→ **Data listing**

_ _ _ _

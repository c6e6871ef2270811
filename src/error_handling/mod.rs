//! Error handling and resolution statistics.
//!
//! This module provides:
//! - Per-item resolution errors and their categories
//! - Initialization and file errors
//! - Thread-safe per-category error counters

mod stats;
mod types;

// Re-export public API
pub use stats::ErrorStats;
pub use types::{ErrorKind, FileError, InitializationError, LookupStage, ResolutionError};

_ _ _ _

→ **Your assignment**
Restate the records from above exactly as they read.

→ **Solution to this task**
repository c6e6871ef2270811
filename src/error_handling/mod.rs
//! Error handling and resolution statistics.
//!
//! This module provides:
//! - Per-item resolution errors and their categories
//! - Initialization and file errors
//! - Thread-safe per-category error counters

mod stats;
mod types;

// Re-export public API
pub use stats::ErrorStats;
pub use types::{ErrorKind, FileError, InitializationError, LookupStage, ResolutionError};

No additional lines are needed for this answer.